Along with many others with an interest in mental health, I was alarmed to read in a newspaper report over the weekend in The Irish Times that part of the €35 million investment in mental health services could be used to offset overruns in the HSE. This report was swiftly countered by the Minister of State’s Cabinet colleague, the Minister for Public Expenditure and Reform, who gave assurances on the RTE Radio 1 programme “This Week” on Sunday that the promises of additional posts for mental health services would be delivered. My first request is that the Minister of State take this opportunity to give me the same assurances in this regard.
In budget 2012, a further commitment was made to recruit 414 staff for community mental health teams, of which 250 posts were to be in dedicated adult teams.
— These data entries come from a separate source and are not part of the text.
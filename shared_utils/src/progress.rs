//! Progress bar for per-folder batches.
//!
//! The bar lives on stderr; result lines are printed through
//! [`FolderProgress::println`] so they land on stdout without tearing the bar.

use crate::colors::is_quiet_mode;
use indicatif::{ProgressBar, ProgressDrawTarget, ProgressStyle};
use std::io::IsTerminal;
use std::time::Duration;

const BATCH_TEMPLATE: &str = "{spinner:.cyan} {prefix:.bold} [{bar:30.cyan/blue}] {pos}/{len} {wide_msg}";
const PROGRESS_CHARS: &str = "█▓░";

pub struct FolderProgress {
    bar: ProgressBar,
}

impl FolderProgress {
    /// Hidden in quiet mode or when stderr is not a terminal.
    pub fn new(total: u64, prefix: &str) -> Self {
        let bar = ProgressBar::new(total);

        if is_quiet_mode() || !std::io::stderr().is_terminal() {
            bar.set_draw_target(ProgressDrawTarget::hidden());
        } else if let Ok(style) = ProgressStyle::default_bar().template(BATCH_TEMPLATE) {
            bar.set_style(style.progress_chars(PROGRESS_CHARS));
            bar.set_prefix(prefix.to_string());
            bar.enable_steady_tick(Duration::from_millis(100));
        }

        Self { bar }
    }

    pub fn set_current_file(&self, name: &str) {
        self.bar.set_message(name.to_string());
    }

    /// Print a line on stdout, even while the bar is hidden.
    pub fn println(&self, line: &str) {
        self.bar.suspend(|| crate::quiet_println!("{}", line));
    }

    pub fn inc(&self) {
        self.bar.inc(1);
    }

    pub fn finish(&self) {
        self.bar.finish_and_clear();
    }
}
I am extremely disappointed that not one position has been filled although it is now July 2012. The Minister of State is, more than most, acutely aware of the wide-ranging benefits of community-based mental health services. Among many other benefits, community-based mental health services enable people to be treated for mental distress in their communities, either at home or in a hospital, minimise inpatient and day-case hospital stays, liaise with local community services such as vocational training, education, housing and voluntary support services to provide integrated recovery support for the individual, and support primary care staff in providing mental health support. Furthermore, having accessible mental health services in the community can help normalise mental health and destigmatise mental health problems, reducing the prejudice and discrimination that people currently face. Community mental health teams are a vital part of the recovery ethos which is central to A Vision for Change. The community-based mental health services envisaged in A Vision for Change are specialist services with staff who have particular expertise in supporting people’s mental health.
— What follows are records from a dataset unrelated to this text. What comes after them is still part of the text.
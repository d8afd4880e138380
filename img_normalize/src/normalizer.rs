//! Single-image normalization: decode, flatten, downsize, re-encode as JPEG.

use image::codecs::jpeg::JpegEncoder;
use image::imageops::{self, FilterType};
use image::{DynamicImage, ImageReader, Rgb, RgbImage};
use serde::Serialize;
use shared_utils::common_utils::{file_size, percent_reduction, write_atomic_like};
use shared_utils::{is_same_file, safe_delete_original, Result, SiteConfig, SiteError};
use std::path::{Path, PathBuf};
use tracing::{debug, info};

const JPEG_EXTENSIONS: &[&str] = &["jpg", "jpeg"];

#[derive(Debug, Clone, Serialize)]
pub struct NormalizeOutcome {
    pub input: PathBuf,
    pub output: PathBuf,
    pub original_size: u64,
    pub new_size: u64,
    /// Percent saved; negative when the re-encode came out larger
    pub reduction: f64,
    pub original_dimensions: (u32, u32),
    pub new_dimensions: (u32, u32),
}

/// Output size for an image: unchanged up to `max_width`, otherwise scaled so
/// the width equals `max_width` and the height is truncated proportionally.
pub fn target_dimensions(width: u32, height: u32, max_width: u32) -> (u32, u32) {
    if width <= max_width || width == 0 {
        return (width, height);
    }
    let new_height = (height as u64 * max_width as u64 / width as u64) as u32;
    (max_width, new_height.max(1))
}

/// Where the JPEG for `input` is written. JPEG sources keep their name,
/// anything else gets a `.jpg` extension.
pub fn derive_output_path(input: &Path) -> PathBuf {
    let is_jpeg = input
        .extension()
        .and_then(|e| e.to_str())
        .map(|e| JPEG_EXTENSIONS.contains(&e.to_lowercase().as_str()))
        .unwrap_or(false);

    if is_jpeg {
        input.to_path_buf()
    } else {
        input.with_extension("jpg")
    }
}

/// Drop the alpha channel by compositing onto opaque white. Images without
/// alpha are converted straight to 8-bit RGB.
///
/// Paletted PNGs arrive here already expanded by the decoder (RGBA when the
/// palette carries transparency), so they take the same path.
pub fn flatten_to_rgb(img: &DynamicImage) -> RgbImage {
    if !img.color().has_alpha() {
        return img.to_rgb8();
    }

    let rgba = img.to_rgba8();
    let mut out = RgbImage::new(rgba.width(), rgba.height());
    for (x, y, pixel) in rgba.enumerate_pixels() {
        let [r, g, b, a] = pixel.0;
        let alpha = a as u32;
        let over_white = |c: u8| ((c as u32 * alpha + 255 * (255 - alpha) + 127) / 255) as u8;
        out.put_pixel(x, y, Rgb([over_white(r), over_white(g), over_white(b)]));
    }
    out
}

pub fn encode_jpeg(rgb: &RgbImage, quality: u8, path: &Path) -> Result<Vec<u8>> {
    let mut bytes = Vec::new();
    let mut encoder = JpegEncoder::new_with_quality(&mut bytes, quality);
    encoder.encode_image(rgb).map_err(|source| SiteError::Encode {
        path: path.to_path_buf(),
        source,
    })?;
    Ok(bytes)
}

fn decode(input: &Path) -> Result<DynamicImage> {
    ImageReader::open(input)
        .map_err(|e| SiteError::io(input, e))?
        .with_guessed_format()
        .map_err(|e| SiteError::io(input, e))?
        .decode()
        .map_err(|source| SiteError::Decode {
            path: input.to_path_buf(),
            source,
        })
}

/// Normalize one image in place.
///
/// The JPEG is written next to the source through a temp file and renamed
/// into place. When the name changes (`a.png` -> `a.jpg`) the source is
/// removed only after the new file checks out. Nothing is written if decoding
/// or encoding fails, or if a different file already sits at the output path.
pub fn normalize_image(input: &Path, config: &SiteConfig) -> Result<NormalizeOutcome> {
    let original_size = file_size(input)?;
    let output = derive_output_path(input);
    let in_place = output == input || is_same_file(input, &output);

    if !in_place && output.exists() {
        return Err(SiteError::OutputExists(output));
    }

    let img = decode(input)?;
    let original_dimensions = (img.width(), img.height());
    debug!(
        path = %input.display(),
        color = ?img.color(),
        width = original_dimensions.0,
        height = original_dimensions.1,
        "Decoded image"
    );

    let rgb = flatten_to_rgb(&img);
    drop(img);

    let (new_width, new_height) =
        target_dimensions(original_dimensions.0, original_dimensions.1, config.max_width);
    let rgb = if (new_width, new_height) != original_dimensions {
        imageops::resize(&rgb, new_width, new_height, FilterType::Lanczos3)
    } else {
        rgb
    };

    let bytes = encode_jpeg(&rgb, config.jpeg_quality, &output)?;
    if bytes.is_empty() {
        return Err(SiteError::OutputInvalid {
            path: output,
            reason: "encoder produced no data".to_string(),
        });
    }
    write_atomic_like(&output, &bytes, input)?;

    if !in_place {
        safe_delete_original(input, &output, 1)?;
    }

    let new_size = file_size(&output)?;
    let outcome = NormalizeOutcome {
        input: input.to_path_buf(),
        output,
        original_size,
        new_size,
        reduction: percent_reduction(original_size, new_size),
        original_dimensions,
        new_dimensions: (new_width, new_height),
    };

    info!(
        input = %outcome.input.display(),
        output = %outcome.output.display(),
        original_size,
        new_size,
        width = new_width,
        height = new_height,
        "Normalized image"
    );

    Ok(outcome)
}

#[cfg(test)]
mod tests {
    use super::*;
    use image::{GenericImageView, Rgba, RgbaImage};
    use proptest::prelude::*;
    use std::fs;
    use tempfile::TempDir;

    fn gradient(width: u32, height: u32) -> RgbImage {
        RgbImage::from_fn(width, height, |x, y| {
            Rgb([(x % 256) as u8, (y % 256) as u8, ((x + y) % 256) as u8])
        })
    }

    #[test]
    fn test_target_dimensions() {
        assert_eq!(target_dimensions(800, 600, 1200), (800, 600));
        assert_eq!(target_dimensions(1200, 900, 1200), (1200, 900));
        assert_eq!(target_dimensions(2400, 1600, 1200), (1200, 800));
        // 1000 * 1200 / 3000 = 400, 1001 * 1200 / 3000 = 400.4 -> 400
        assert_eq!(target_dimensions(3000, 1001, 1200), (1200, 400));
        assert_eq!(target_dimensions(5000, 1, 1200), (1200, 1));
    }

    proptest! {
        #[test]
        fn prop_width_bounded_and_aspect_kept(
            width in 1u32..10_000,
            height in 1u32..10_000,
            max_width in 1u32..4_000,
        ) {
            let (w, h) = target_dimensions(width, height, max_width);
            prop_assert!(w <= max_width);
            if width > max_width {
                prop_assert_eq!(w, max_width);
                let exact = height as f64 * max_width as f64 / width as f64;
                prop_assert!((h as f64 - exact).abs() <= 1.0);
            } else {
                prop_assert_eq!((w, h), (width, height));
            }
        }
    }

    #[test]
    fn test_derive_output_path() {
        assert_eq!(derive_output_path(Path::new("a/b.jpg")), PathBuf::from("a/b.jpg"));
        assert_eq!(derive_output_path(Path::new("a/b.JPEG")), PathBuf::from("a/b.JPEG"));
        assert_eq!(derive_output_path(Path::new("a/b.png")), PathBuf::from("a/b.jpg"));
        assert_eq!(derive_output_path(Path::new("a/b.PNG")), PathBuf::from("a/b.jpg"));
        // only the extension changes, not a `.png` elsewhere in the path
        assert_eq!(
            derive_output_path(Path::new("x.png.d/b.png")),
            PathBuf::from("x.png.d/b.jpg")
        );
    }

    #[test]
    fn test_flatten_transparent_becomes_white() {
        let mut rgba = RgbaImage::new(2, 1);
        rgba.put_pixel(0, 0, Rgba([0, 0, 0, 0]));
        rgba.put_pixel(1, 0, Rgba([10, 20, 30, 255]));

        let rgb = flatten_to_rgb(&DynamicImage::ImageRgba8(rgba));

        assert_eq!(rgb.get_pixel(0, 0), &Rgb([255, 255, 255]));
        assert_eq!(rgb.get_pixel(1, 0), &Rgb([10, 20, 30]));
    }

    #[test]
    fn test_flatten_half_alpha_blends() {
        let mut rgba = RgbaImage::new(1, 1);
        rgba.put_pixel(0, 0, Rgba([0, 0, 0, 128]));

        let rgb = flatten_to_rgb(&DynamicImage::ImageRgba8(rgba));
        let v = rgb.get_pixel(0, 0).0[0];
        assert!((126..=128).contains(&v), "got {}", v);
    }

    #[test]
    fn test_flatten_grayscale_converts() {
        let gray = image::GrayImage::from_pixel(3, 3, image::Luma([77]));
        let rgb = flatten_to_rgb(&DynamicImage::ImageLuma8(gray));
        assert_eq!(rgb.get_pixel(1, 1), &Rgb([77, 77, 77]));
    }

    /// Indexed PNG where palette entry 0 is fully transparent red and
    /// entry 1 is opaque blue.
    fn write_indexed_png(path: &Path, width: u32, height: u32, indices: &[u8]) {
        let file = fs::File::create(path).unwrap();
        let mut encoder = png::Encoder::new(std::io::BufWriter::new(file), width, height);
        encoder.set_color(png::ColorType::Indexed);
        encoder.set_depth(png::BitDepth::Eight);
        encoder.set_palette(vec![255u8, 0, 0, 0, 0, 255]);
        encoder.set_trns(vec![0u8, 255]);
        let mut writer = encoder.write_header().unwrap();
        writer.write_image_data(indices).unwrap();
        writer.finish().unwrap();
    }

    #[test]
    fn test_flatten_paletted_transparency_becomes_white() {
        let temp = TempDir::new().unwrap();
        let path = temp.path().join("logo.png");
        write_indexed_png(&path, 2, 1, &[0, 1]);

        let rgb = flatten_to_rgb(&image::open(&path).unwrap());

        assert_eq!(rgb.get_pixel(0, 0), &Rgb([255, 255, 255]));
        assert_eq!(rgb.get_pixel(1, 0), &Rgb([0, 0, 255]));
    }

    #[test]
    fn test_normalize_paletted_png() {
        let temp = TempDir::new().unwrap();
        let path = temp.path().join("logo.png");
        write_indexed_png(&path, 16, 16, &[0u8; 256]);

        let outcome = normalize_image(&path, &SiteConfig::default()).unwrap();

        assert_eq!(outcome.output, temp.path().join("logo.jpg"));
        let img = image::open(&outcome.output).unwrap().to_rgb8();
        // transparent red must come out white, not red
        for pixel in img.pixels() {
            assert!(pixel.0.iter().all(|c| *c >= 250), "got {:?}", pixel);
        }
    }

    #[cfg(unix)]
    #[test]
    fn test_normalize_keeps_file_mode() {
        use std::os::unix::fs::PermissionsExt;

        let temp = TempDir::new().unwrap();
        let jpg = temp.path().join("a.jpg");
        let source_png = temp.path().join("b.png");
        gradient(1600, 900).save(&jpg).unwrap();
        gradient(40, 30).save(&source_png).unwrap();
        for path in [&jpg, &source_png] {
            fs::set_permissions(path, fs::Permissions::from_mode(0o644)).unwrap();
        }

        normalize_image(&jpg, &SiteConfig::default()).unwrap();
        let renamed = normalize_image(&source_png, &SiteConfig::default()).unwrap();

        let mode = |p: &Path| fs::metadata(p).unwrap().permissions().mode() & 0o777;
        assert_eq!(mode(&jpg), 0o644);
        assert_eq!(mode(&renamed.output), 0o644);
    }

    #[test]
    fn test_normalize_large_jpeg_in_place() {
        let temp = TempDir::new().unwrap();
        let path = temp.path().join("wide.jpg");
        gradient(2400, 1000).save(&path).unwrap();

        let config = SiteConfig::default();
        let outcome = normalize_image(&path, &config).unwrap();

        assert_eq!(outcome.output, path);
        assert_eq!(outcome.original_dimensions, (2400, 1000));
        assert_eq!(outcome.new_dimensions, (1200, 500));
        let img = image::open(&path).unwrap();
        assert_eq!(img.dimensions(), (1200, 500));
        assert_eq!(outcome.new_size, fs::metadata(&path).unwrap().len());
    }

    #[test]
    fn test_normalize_small_image_keeps_resolution() {
        let temp = TempDir::new().unwrap();
        let path = temp.path().join("small.jpg");
        gradient(300, 200).save(&path).unwrap();

        let outcome = normalize_image(&path, &SiteConfig::default()).unwrap();

        assert_eq!(outcome.new_dimensions, (300, 200));
        assert_eq!(image::open(&path).unwrap().dimensions(), (300, 200));
    }

    #[test]
    fn test_normalize_png_renames_to_jpg() {
        let temp = TempDir::new().unwrap();
        let path = temp.path().join("alpha.png");
        RgbaImage::from_pixel(1600, 800, Rgba([200, 10, 10, 100]))
            .save(&path)
            .unwrap();

        let outcome = normalize_image(&path, &SiteConfig::default()).unwrap();

        let expected = temp.path().join("alpha.jpg");
        assert_eq!(outcome.output, expected);
        assert!(!path.exists(), "source png should be gone");
        let img = image::open(&expected).unwrap();
        assert_eq!(img.dimensions(), (1200, 600));
        assert!(!img.color().has_alpha());
    }

    #[test]
    fn test_normalize_refuses_to_clobber_other_file() {
        let temp = TempDir::new().unwrap();
        let png = temp.path().join("a.png");
        let jpg = temp.path().join("a.jpg");
        gradient(50, 50).save(&png).unwrap();
        fs::write(&jpg, b"someone else's file").unwrap();

        let err = normalize_image(&png, &SiteConfig::default()).unwrap_err();

        assert!(matches!(err, SiteError::OutputExists(_)));
        assert!(png.exists());
        assert_eq!(fs::read(&jpg).unwrap(), b"someone else's file");
    }

    #[test]
    fn test_normalize_corrupt_file_leaves_it_alone() {
        let temp = TempDir::new().unwrap();
        let path = temp.path().join("broken.jpg");
        fs::write(&path, b"definitely not an image").unwrap();

        let err = normalize_image(&path, &SiteConfig::default()).unwrap_err();

        assert!(matches!(err, SiteError::Decode { .. }));
        assert_eq!(fs::read(&path).unwrap(), b"definitely not an image");
    }

    #[test]
    fn test_normalize_respects_configured_width() {
        let temp = TempDir::new().unwrap();
        let path = temp.path().join("c.jpg");
        gradient(640, 480).save(&path).unwrap();

        let config = SiteConfig::default().with_max_width(320);
        let outcome = normalize_image(&path, &config).unwrap();

        assert_eq!(outcome.new_dimensions, (320, 240));
    }
}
Core services offer a holistic range of supports and include staff from a range of specialist disciplines such as clinical psychology, mental health nursing, occupational therapy, psychiatry and social work. However, the specialist disciplines mentioned remain significantly understaffed. Back in 2010, a report by the Inspector of Mental Health Services on an audit of community health staffing showed that only 50% of the required number of psychologists and only 60% of the required number of occupational therapists were in place.
In addition to my concern about the existing under-staffing, I am concerned by reports from the coalition group Mental Health Reform that the Irish Mental Health Commission is no longer collecting data on staffing levels in approved centres. This gap in data will make it extremely difficult to assess whether staffing levels are reaching the recommended level as set out in A Vision for Change. My second request is that the Minister of State tell us what information has she in this regard. Perhaps she can provide me with assurances that data will be collected.
The Minister of State recently confirmed that 31 of the promised 414 posts in community mental health teams under the HSE service plan 2012 will be converted to nursing posts for acute inpatient services in Dublin-mid-Leinster region. Mental health services in Ireland have for far too long been the Cinderella of the health services. The 414 staff promised in the HSE service plan should not be deployed in inpatient services and must remain in the community. Staffing needs to be ring-fenced. The continuing uncertainty over the future of the mental health budget does nothing to allay fears about the Government’s commitment to invest the dedicated €35 million I mentioned at the start. My third and final request is that the Minister of State confirm that the badly needed posts in community mental health teams will be in place by September, and that the posts will be ring-fenced to ensure they are not diverted to inpatient services.